The Agusta scandal (, ), alternatively known as the Agusta–Dassault Case, was a major political scandal which occurred in Belgium during the 1990s, based on allegations that two multinational companies had used bribery to secure large defence procurement contracts. The companies in question, Agusta and Dassault, bribed numerous political office-holders in 1988 in order to secure a large order of Agusta A109 helicopters and the contract for re-fitting Belgian F-16 Fighting Falcon fighter jets respectively. The scandal came to light during investigations into the death of the socialist politician André Cools in 1991 and an official enquiry was opened in 1993. Numerous senior figures in both Walloon and Flemish socialist parties were implicated, including the incumbent Secretary General of NATO Willy Claes who was forced to resign.

The Agusta scandal was the first of a series of highly publicised scandals in Belgium. It was followed by the revelations about the "Hormone Mafia", the Dioxin affair, and the Dutroux affair.

History

Investigation and exposure
The investigation into the purchase was started by the investigative team looking into the 1991 assassination of André Cools, a politician of the Francophone Parti Socialiste (PS) and former Deputy Prime Minister, when it turned out that Cools had knowledge about the Agusta deal. An official investigation into the deal was started in January 1993, by judge Véronique Ancia, when a search warrant was issued for Agusta and its lobbyist Georges Cywie.

In January 1994, the Belgian Senate removed the immunity on the Minister-President of Wallonia, Guy Spitaels, and the minister , both from the PS, and members of the Walloon Government.
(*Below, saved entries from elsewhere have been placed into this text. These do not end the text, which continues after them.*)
use std::fs::File;
use std::io::{self, BufRead, Write};
use std::path::PathBuf;
use std::time::Duration;

use anyhow::Result;
use clap::Parser;
use log::{error, info};
use simplelog::{Config, LevelFilter, WriteLogger};

use reader_companion::query::{EndpointConfig, QueryService};
use reader_companion::session::{AskError, Session, SessionUpdate};
use reader_companion::settings::load_settings;
use reader_companion::viewer::{ViewerCommand, ViewerEvent};

#[derive(Parser, Debug)]
#[command(name = "reader-companion")]
struct Args {
    /// PDF document to open
    #[arg(long)]
    file: PathBuf,

    /// Path to the browser-hosted PDF viewer (launched by the host shell)
    #[arg(long)]
    viewer: Option<PathBuf>,

    /// Settings file (YAML or JSON)
    #[arg(long)]
    settings: PathBuf,
}

fn main() -> Result<()> {
    WriteLogger::init(
        LevelFilter::Debug,
        Config::default(),
        File::create("reader-companion.log")?,
    )?;

    let args = Args::parse();
    info!("starting reader companion for {:?}", args.file);

    let settings = load_settings(&args.settings)?;
    let endpoint = EndpointConfig::from_settings(&settings)?;

    let document = open_document(&args.file)?;
    let page_count = document.page_count();
    if let Some(title) = document.title() {
        println!("Opened \"{title}\" ({page_count} pages)");
    } else {
        println!("Opened {:?} ({page_count} pages)", args.file);
    }

    if let Some(viewer) = &args.viewer {
        // Rendering is the embedded viewer's job; we only note where it is
        let url = format!("file:///{}?file={}", viewer.display(), args.file.display());
        info!("viewer url: {url}");
    }

    let query = QueryService::new(endpoint, settings.first_byte_timeout());
    let mut session = Session::new(document, &settings, query);
    session.handle_viewer_event(ViewerEvent::DocumentOpened { page_count });

    println!("Type a question, \":page N\" to move, \":quit\" to exit.");
    repl(&mut session)
}

#[cfg(feature = "pdf")]
fn open_document(path: &PathBuf) -> Result<reader_companion::document::LoadedDocument> {
    use anyhow::Context;
    reader_companion::document::open_document(path)
        .with_context(|| format!("failed to open {path:?}"))
}

#[cfg(not(feature = "pdf"))]
fn open_document(_path: &PathBuf) -> Result<reader_companion::document::LoadedDocument> {
    anyhow::bail!("this build has no PDF support; rebuild with the `pdf` feature")
}

fn repl(session: &mut Session) -> Result<()> {
    let stdin = io::stdin();
    for line in stdin.lock().lines() {
        let line = line?;
        let input = line.trim();

        if input.is_empty() {
            continue;
        }
        if input == ":quit" || input == ":q" {
            break;
        }
        if let Some(page) = input.strip_prefix(":page ") {
            match page.trim().parse::<usize>() {
                Ok(n) if n >= 1 => {
                    // With no live viewer attached, the command is logged and
                    // the navigation echo applied directly
                    info!("viewer command: {:?}", ViewerCommand::ScrollToPage(n - 1));
                    session.handle_viewer_event(ViewerEvent::Navigated {
                        page: n - 1,
                        selection: None,
                    });
                    println!("(now at page {n})");
                }
                _ => println!("usage: :page N (1-based)"),
            }
            continue;
        }

        match session.ask(input) {
            Ok(_) => stream_answer(session)?,
            Err(err @ AskError::Assemble(_)) => println!("{err}"),
            Err(err @ AskError::NoFocus) => println!("{err}"),
            Err(err) => {
                error!("ask failed: {err}");
                println!("error: {err}");
            }
        }
    }

    info!("shutting down");
    Ok(())
}

fn stream_answer(session: &mut Session) -> Result<()> {
    loop {
        for update in session.poll_updates() {
            match update {
                SessionUpdate::AnswerChunk(text) => {
                    print!("{text}");
                    io::stdout().flush()?;
                }
                SessionUpdate::AnswerComplete => {
                    println!();
                    return Ok(());
                }
                SessionUpdate::QueryFailed(message) => {
                    println!("error: {message}");
                    return Ok(());
                }
            }
        }
        std::thread::sleep(Duration::from_millis(50));
    }
}
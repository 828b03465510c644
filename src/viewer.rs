//! Bridge types for the embedded PDF viewer
//!
//! The viewer itself (a browser-hosted component) is an external
//! collaborator. The core only consumes its navigation events and can ask
//! it to scroll; rendering never passes through here.

/// Navigation events emitted by the viewer integration layer
#[derive(Clone, Debug, PartialEq, Eq)]
pub enum ViewerEvent {
    /// A document finished loading in the viewer
    DocumentOpened { page_count: usize },

    /// The reader moved to a page, possibly with a text selection
    Navigated {
        page: usize,
        selection: Option<String>,
    },

    /// The document was closed
    DocumentClosed,
}

/// Commands the core may send back to the viewer
#[derive(Clone, Copy, Debug, PartialEq, Eq)]
pub enum ViewerCommand {
    /// Scroll the viewer to a page (0-indexed)
    ScrollToPage(usize),
}
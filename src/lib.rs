// Export modules for use in tests
pub mod conversation;
pub mod document;
pub mod focus;
pub mod prompt;
pub mod query;
pub mod session;
pub mod settings;
pub mod viewer;

#[cfg(any(test, feature = "test-utils"))]
pub mod test_utils;

// Re-export the session facade
pub use session::{AskError, Session, SessionUpdate};
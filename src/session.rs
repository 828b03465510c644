//! Reading session facade
//!
//! Wires the tracker, extractor, assembler, orchestrator and conversation
//! log together behind two entry points: viewer events in, questions in,
//! streamed updates out. The focus snapshot for a question is taken
//! atomically at submission time; later navigation does not affect an
//! answer already in flight.

use log::{debug, info};
use thiserror::Error;

use crate::conversation::ConversationLog;
use crate::document::{self, ExtractionError, LoadedDocument};
use crate::focus::{Focus, FocusTracker};
use crate::prompt::{self, AssembleError};
use crate::query::{QueryEvent, QueryId, QueryService};
use crate::settings::Settings;
use crate::viewer::ViewerEvent;

/// Synchronous failures of [`Session::ask`]
#[derive(Debug, Error)]
pub enum AskError {
    #[error("no document focus established yet")]
    NoFocus,

    /// Contract violation; fatal to this request, not retried
    #[error(transparent)]
    Extraction(#[from] ExtractionError),

    /// Question too long; the user can shorten and retry
    #[error(transparent)]
    Assemble(#[from] AssembleError),
}

/// Updates for the UI layer, drained on the interactive thread
#[derive(Clone, Debug, PartialEq, Eq)]
pub enum SessionUpdate {
    AnswerChunk(String),
    /// The answer is complete and recorded in the conversation log
    AnswerComplete,
    /// One-line error message, rendered as an error rather than answer text
    QueryFailed(String),
}

pub struct Session {
    document: LoadedDocument,
    tracker: FocusTracker,
    log: ConversationLog,
    query: QueryService,
    context_char_budget: usize,
    prompt_char_budget: usize,
    history_turn_limit: usize,
}

impl Session {
    #[must_use]
    pub fn new(document: LoadedDocument, settings: &Settings, query: QueryService) -> Self {
        Self {
            document,
            tracker: FocusTracker::new(),
            log: ConversationLog::new(),
            query,
            context_char_budget: settings.context_char_budget,
            prompt_char_budget: settings.prompt_char_budget,
            history_turn_limit: settings.history_turn_limit,
        }
    }

    /// Feed one navigation event from the viewer integration layer.
    /// Returns the new focus when one was established.
    pub fn handle_viewer_event(&mut self, event: ViewerEvent) -> Option<Focus> {
        let focus = self.tracker.apply(event);
        if let Some(focus) = &focus {
            debug!("focus moved to page {}", focus.page);
        }
        focus
    }

    /// Submit a question grounded in the current focus. Extraction and
    /// assembly problems surface here, synchronously; transport problems
    /// arrive later through [`Session::poll_updates`].
    pub fn ask(&mut self, question: &str) -> Result<QueryId, AskError> {
        let focus = self.tracker.focus().cloned().ok_or(AskError::NoFocus)?;
        let snippet = document::extract(&self.document, &focus, self.context_char_budget)?;
        let turns = self.log.recent_turns(self.history_turn_limit);
        let prompt = prompt::assemble(&snippet, turns, question, self.prompt_char_budget)?;

        info!(
            "asking from page {} with {} context chars, {} history turns",
            focus.page,
            snippet.len(),
            turns.len()
        );
        Ok(self.query.submit(prompt, question.to_string(), focus))
    }

    /// Drain streamed progress without blocking the interactive thread
    pub fn poll_updates(&mut self) -> Vec<SessionUpdate> {
        self.query
            .poll(&mut self.log)
            .into_iter()
            .map(|event| match event {
                QueryEvent::AnswerChunk { text, .. } => SessionUpdate::AnswerChunk(text),
                QueryEvent::Answered { .. } => SessionUpdate::AnswerComplete,
                QueryEvent::Failed { message, .. } => SessionUpdate::QueryFailed(message),
            })
            .collect()
    }

    #[must_use]
    pub fn document(&self) -> &LoadedDocument {
        &self.document
    }

    #[must_use]
    pub fn focus(&self) -> Option<&Focus> {
        self.tracker.focus()
    }

    #[must_use]
    pub fn conversation(&self) -> &ConversationLog {
        &self.log
    }

    #[must_use]
    pub fn has_in_flight_query(&self) -> bool {
        self.query.in_flight_id().is_some()
    }
}

#[cfg(test)]
mod tests {
    use super::*;
    use crate::query::{QueryResponse, QueryService};
    use crate::test_utils::{ManualTransport, document_from_texts};
    use std::time::Duration;

    fn session(transport: &ManualTransport, pages: &[&str]) -> Session {
        let query = QueryService::with_transport(
            Box::new(transport.clone()),
            Duration::from_secs(30),
        );
        Session::new(document_from_texts(pages), &Settings::default(), query)
    }

    #[test]
    fn asking_without_focus_fails_synchronously() {
        let transport = ManualTransport::new();
        let mut session = session(&transport, &["page text"]);
        assert!(matches!(session.ask("hello?"), Err(AskError::NoFocus)));
        assert_eq!(transport.started(), 0);
    }

    #[test]
    fn ask_uses_the_focus_at_submission_time() {
        let transport = ManualTransport::new();
        let mut session = session(&transport, &["first page", "second page", "third page"]);

        session.handle_viewer_event(ViewerEvent::DocumentOpened { page_count: 3 });
        session.handle_viewer_event(ViewerEvent::Navigated {
            page: 1,
            selection: None,
        });

        let id = session.ask("what is here?").unwrap();
        // Navigation after submission must not affect the in-flight query
        session.handle_viewer_event(ViewerEvent::Navigated {
            page: 2,
            selection: None,
        });

        transport.emit(0, QueryResponse::Chunk {
            id,
            text: "answer".into(),
        });
        transport.emit(0, QueryResponse::Completed { id });
        let updates = session.poll_updates();
        assert_eq!(
            updates,
            vec![
                SessionUpdate::AnswerChunk("answer".into()),
                SessionUpdate::AnswerComplete,
            ]
        );

        let turn = &session.conversation().recent_turns(1)[0];
        assert_eq!(turn.focus.page, 1);
        assert!(transport.request(0).prompt.contains("second page"));
    }

    #[test]
    fn transport_failure_becomes_a_one_line_update() {
        let transport = ManualTransport::new();
        let mut session = session(&transport, &["page text"]);
        session.handle_viewer_event(ViewerEvent::DocumentOpened { page_count: 1 });

        let id = session.ask("q").unwrap();
        transport.emit(0, QueryResponse::Error {
            id,
            fault: crate::query::QueryFault::Status(503),
        });

        assert_eq!(
            session.poll_updates(),
            vec![SessionUpdate::QueryFailed(
                "endpoint returned HTTP 503".into()
            )]
        );
        assert!(session.conversation().is_empty());
    }

    #[test]
    fn selection_reaches_the_prompt() {
        let transport = ManualTransport::new();
        let mut session = session(&transport, &["alpha beta gamma"]);
        session.handle_viewer_event(ViewerEvent::DocumentOpened { page_count: 1 });
        session.handle_viewer_event(ViewerEvent::Navigated {
            page: 0,
            selection: Some("beta".into()),
        });

        session.ask("what does beta mean?").unwrap();
        let prompt = transport.request(0).prompt;
        assert!(prompt.contains(crate::document::SELECTION_MARKER));
        assert!(prompt.contains("beta"));
    }
}
//! End-to-end compilation of a source file into on-disk artifacts.

use std::{
    fs, io,
    path::{Path, PathBuf},
};

use serde::Serialize;
use tracing::{debug, info, trace, warn};

use crate::{
    asm::AsmProgram,
    ast::Program,
    codegen, parser,
    parser::ParseError,
    tokenizer::{self, TokenList},
};

#[derive(Debug, thiserror::Error)]
pub enum DriverError {
    #[error("could not read {}", .path.display())]
    Read { path: PathBuf, source: io::Error },
    #[error("could not write {}", .path.display())]
    Write { path: PathBuf, source: io::Error },
    #[error("could not serialize {what}")]
    Serialize {
        what: &'static str,
        source: serde_json::Error,
    },
    #[error("{error}")]
    Parse {
        source_text: String,
        error: ParseError,
    },
}

/// In-memory results of every pipeline stage.
#[derive(Debug)]
pub struct Compilation {
    pub tokens: TokenList,
    pub program: Program,
    pub asm: AsmProgram,
}

/// Paths of the files written by [`compile`].
#[derive(Debug, Clone, PartialEq, Eq)]
pub struct Artifacts {
    pub tokens_dump: PathBuf,
    pub tokens_json: PathBuf,
    pub ast_json: PathBuf,
    pub assembly: PathBuf,
}

impl Artifacts {
    fn in_dir(out_dir: &Path) -> Self {
        Self {
            tokens_dump: out_dir.join("tokens.txt"),
            tokens_json: out_dir.join("tokens.json"),
            ast_json: out_dir.join("ast.json"),
            assembly: out_dir.join("program.asm"),
        }
    }
}

pub fn read_source(path: &Path) -> Result<String, DriverError> {
    fs::read_to_string(path).map_err(|source| DriverError::Read {
        path: path.to_path_buf(),
        source,
    })
}

fn write_file(path: &Path, contents: &str) -> Result<(), DriverError> {
    fs::write(path, contents).map_err(|source| DriverError::Write {
        path: path.to_path_buf(),
        source,
    })
}

fn to_json<T: Serialize>(what: &'static str, value: &T) -> Result<String, DriverError> {
    serde_json::to_string_pretty(value).map_err(|source| DriverError::Serialize { what, source })
}

fn tokenize_logged(source: &str) -> TokenList {
    let tokens = tokenizer::tokenize(source);
    for token in tokens.error_tokens() {
        warn!(
            line = token.position.line,
            column = token.position.column,
            text = token.text(),
            "Unrecognized character"
        );
    }
    trace!(token_count = tokens.tokens.len(), "Tokenized source");
    tokens
}

/// Runs every stage on `source` without touching the filesystem.
pub fn compile_source(source: &str) -> Result<Compilation, ParseError> {
    let tokens = tokenize_logged(source);
    let program = parser::parse(source)?;
    debug!(statements = program.statements.len(), "Parsed source");
    let asm = codegen::generate(&program);
    debug!(lines = asm.instructions.len(), "Generated assembly");
    Ok(Compilation {
        tokens,
        program,
        asm,
    })
}

/// Compiles `source_path`, writing the token dump, the token and tree JSON,
/// and the assembly listing into `out_dir`. On a parse error only the token
/// files are written.
pub fn compile(source_path: &Path, out_dir: &Path) -> Result<Artifacts, DriverError> {
    let source = read_source(source_path)?;
    trace!(source_len = source.len(), "Read input file");

    fs::create_dir_all(out_dir).map_err(|source| DriverError::Write {
        path: out_dir.to_path_buf(),
        source,
    })?;
    let artifacts = Artifacts::in_dir(out_dir);

    let tokens = tokenize_logged(&source);
    write_file(&artifacts.tokens_dump, &tokens.dump())?;
    write_file(&artifacts.tokens_json, &to_json("tokens", &tokens)?)?;
    debug!(tokens_path = %artifacts.tokens_json.display(), "Tokenized source file");

    let program = match parser::parse(&source) {
        Ok(program) => program,
        Err(error) => {
            return Err(DriverError::Parse {
                source_text: source,
                error,
            })
        }
    };
    write_file(&artifacts.ast_json, &to_json("syntax tree", &program)?)?;
    debug!(ast_path = %artifacts.ast_json.display(), "Parsed source file");

    let asm = codegen::generate(&program);
    write_file(&artifacts.assembly, &asm.to_string())?;
    info!(assembly_path = %artifacts.assembly.display(), "Assembly generated");

    Ok(artifacts)
}
//! Recursive-descent parser with a single token of lookahead.
//!
//! ```text
//! program     → statement*
//! statement   → declaration | assignment | if_statement
//! declaration → 'int' IDENTIFIER ('=' expression)? ';'
//! assignment  → IDENTIFIER '=' expression ';'
//! if_stmt     → 'if' '(' expression ')' block ('else' block)?
//! block       → '{' statement* '}'
//! expression  → term ('==' term)*
//! term        → factor (('+'|'-') factor)*
//! factor      → NUMBER | IDENTIFIER | '(' expression ')'
//! ```
//!
//! Newlines are only skipped around statements. Inside an expression a
//! newline is just another unexpected token.

use tracing::trace;

use crate::{
    ast::{BinaryOperator, Block, Expression, Program, Statement},
    tokenizer::{Position, Token, TokenKind, Tokenizer},
};

#[derive(Clone, Debug, PartialEq, Eq, thiserror::Error)]
#[error("Parse error at line {line}, column {column}: {reason}")]
pub struct ParseError {
    pub reason: String,
    pub line: u32,
    pub column: u32,
}

impl ParseError {
    fn at(token: &Token, reason: &str) -> Self {
        Self {
            reason: reason.to_string(),
            line: token.position.line,
            column: token.position.column,
        }
    }

    pub fn position(&self) -> Position {
        Position::new(self.line, self.column)
    }
}

#[derive(Debug)]
pub struct Parser {
    tokenizer: Tokenizer,
    current: Token,
    /// First error of the session. Once set, the parser does no more work.
    error: Option<ParseError>,
}

impl Parser {
    pub fn new(mut tokenizer: Tokenizer) -> Self {
        let current = tokenizer.next_token();
        Self {
            tokenizer,
            current,
            error: None,
        }
    }

    pub fn has_error(&self) -> bool {
        self.error.is_some()
    }

    pub fn error(&self) -> Option<&ParseError> {
        self.error.as_ref()
    }

    fn fail(&mut self, reason: &str) -> ParseError {
        let error = ParseError::at(&self.current, reason);
        trace!(%error, "Parse failed");
        self.error = Some(error.clone());
        error
    }

    fn advance(&mut self) -> Token {
        let next = self.tokenizer.next_token();
        std::mem::replace(&mut self.current, next)
    }

    fn check(&self, kind: TokenKind) -> bool {
        self.current.kind == kind
    }

    fn eat(&mut self, kind: TokenKind) -> bool {
        if self.check(kind) {
            self.advance();
            true
        } else {
            false
        }
    }

    fn expect(&mut self, kind: TokenKind, reason: &str) -> Result<Token, ParseError> {
        if self.check(kind) {
            Ok(self.advance())
        } else {
            Err(self.fail(reason))
        }
    }

    fn skip_newlines(&mut self) {
        while self.eat(TokenKind::Newline) {}
    }

    /// Parses statements until `terminator` or the end of input, whichever
    /// comes first. Neither is consumed.
    fn parse_statements(&mut self, terminator: TokenKind) -> Result<Vec<Statement>, ParseError> {
        let mut statements = vec![];
        self.skip_newlines();
        while !self.check(terminator) && !self.check(TokenKind::End) && !self.has_error() {
            statements.push(self.parse_statement()?);
            self.skip_newlines();
        }
        Ok(statements)
    }

    /// Parses the whole input. After a failure the same error is returned on
    /// every further call.
    pub fn parse_program(&mut self) -> Result<Program, ParseError> {
        if let Some(error) = &self.error {
            return Err(error.clone());
        }

        let mut program = Program::new();
        for statement in self.parse_statements(TokenKind::End)? {
            program.append(statement);
        }
        Ok(program)
    }

    fn parse_statement(&mut self) -> Result<Statement, ParseError> {
        trace!(token = ?self.current.kind, line = self.current.position.line, "Parsing statement");

        match self.current.kind {
            TokenKind::Int => self.parse_declaration(),
            TokenKind::If => self.parse_if_statement(),
            TokenKind::Identifier => self.parse_assignment(),
            _ => Err(self.fail("Expected statement")),
        }
    }

    fn parse_declaration(&mut self) -> Result<Statement, ParseError> {
        self.expect(TokenKind::Int, "Expected int")?;
        let name = self.expect(TokenKind::Identifier, "Expected identifier after 'int'")?;

        let initializer = if self.eat(TokenKind::Assign) {
            Some(self.parse_expression()?)
        } else {
            None
        };

        self.expect(TokenKind::Semicolon, "Expected ';' after declaration")?;
        Ok(Statement::declaration(
            name.text(),
            initializer,
            name.position,
        ))
    }

    fn parse_assignment(&mut self) -> Result<Statement, ParseError> {
        let name = self.expect(TokenKind::Identifier, "Expected identifier")?;
        self.expect(TokenKind::Assign, "Expected '=' in assignment")?;
        let value = self.parse_expression()?;
        self.expect(TokenKind::Semicolon, "Expected ';' in assignment")?;
        Ok(Statement::assignment(name.text(), value, name.position))
    }

    fn parse_if_statement(&mut self) -> Result<Statement, ParseError> {
        let keyword = self.expect(TokenKind::If, "Expected 'if'")?;
        self.expect(TokenKind::LParen, "Expected '(' after 'if'")?;
        let condition = self.parse_expression()?;
        self.expect(TokenKind::RParen, "Expected ')' after if condition")?;
        let then_block = self.parse_block()?;

        let else_block = if self.eat(TokenKind::Else) {
            Some(self.parse_block()?)
        } else {
            None
        };

        Ok(Statement::if_statement(
            condition,
            then_block,
            else_block,
            keyword.position,
        ))
    }

    fn parse_block(&mut self) -> Result<Block, ParseError> {
        let brace = self.expect(TokenKind::LBrace, "Expected '{'")?;
        let mut block = Block::new(brace.position);
        for statement in self.parse_statements(TokenKind::RBrace)? {
            block.append(statement);
        }
        self.expect(TokenKind::RBrace, "Expected '}'")?;
        Ok(block)
    }

    fn parse_expression(&mut self) -> Result<Expression, ParseError> {
        let mut left = self.parse_term()?;
        while self.check(TokenKind::Equal) {
            let operator = self.advance();
            let right = self.parse_term()?;
            left = Expression::binary(left, BinaryOperator::Equal, right, operator.position);
        }
        Ok(left)
    }

    fn parse_term(&mut self) -> Result<Expression, ParseError> {
        let mut left = self.parse_factor()?;
        while let Some(operator) = BinaryOperator::from_token(self.current.kind)
            .filter(|op| matches!(op, BinaryOperator::Plus | BinaryOperator::Minus))
        {
            let token = self.advance();
            let right = self.parse_factor()?;
            left = Expression::binary(left, operator, right, token.position);
        }
        Ok(left)
    }

    fn parse_factor(&mut self) -> Result<Expression, ParseError> {
        match self.current.kind {
            TokenKind::Number => {
                let Ok(value) = self.current.text().parse::<i32>() else {
                    return Err(self.fail("Integer literal out of range"));
                };
                let token = self.advance();
                Ok(Expression::number(value, token.position))
            }
            TokenKind::Identifier => {
                let token = self.advance();
                Ok(Expression::identifier(token.text(), token.position))
            }
            TokenKind::LParen => {
                self.advance();
                let expr = self.parse_expression()?;
                self.expect(TokenKind::RParen, "Expected ')' after expression")?;
                Ok(expr)
            }
            _ => Err(self.fail("Expected number, identifier, or '('")),
        }
    }
}

/// Parses `source` in a fresh session.
#[tracing::instrument(level = "trace", skip_all)]
pub fn parse(source: &str) -> Result<Program, ParseError> {
    Parser::new(Tokenizer::new(source)).parse_program()
}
Guy Coëme, Deputy Prime Minister and Minister of Transportation for the PS resigned that same month. Frank Vandenbroucke, Minister of Foreign Affairs in the Federal Government for the Flemish Socialistische Partij (SP), resigned from his post in March 1994. Willy Claes, member of the SP and Secretary General of NATO, resigned on 20 October 1995.

Prosecution
A criminal trial was handled by the Court of Cassation, which is responsible for cases involving minister in function. The public prosecutor was . The court had most of its verdicts ready on 23 December 1998. Willy Claes received a three-year probationary sentence and a five-year prohibition on running for public office. Guy Coëme and Guy Spitaels both received three-year probationary sentences with a five-year prohibition on running for public office. Serge Dassault, of the Dassault company, received an 18-month probationary sentence for bribery. 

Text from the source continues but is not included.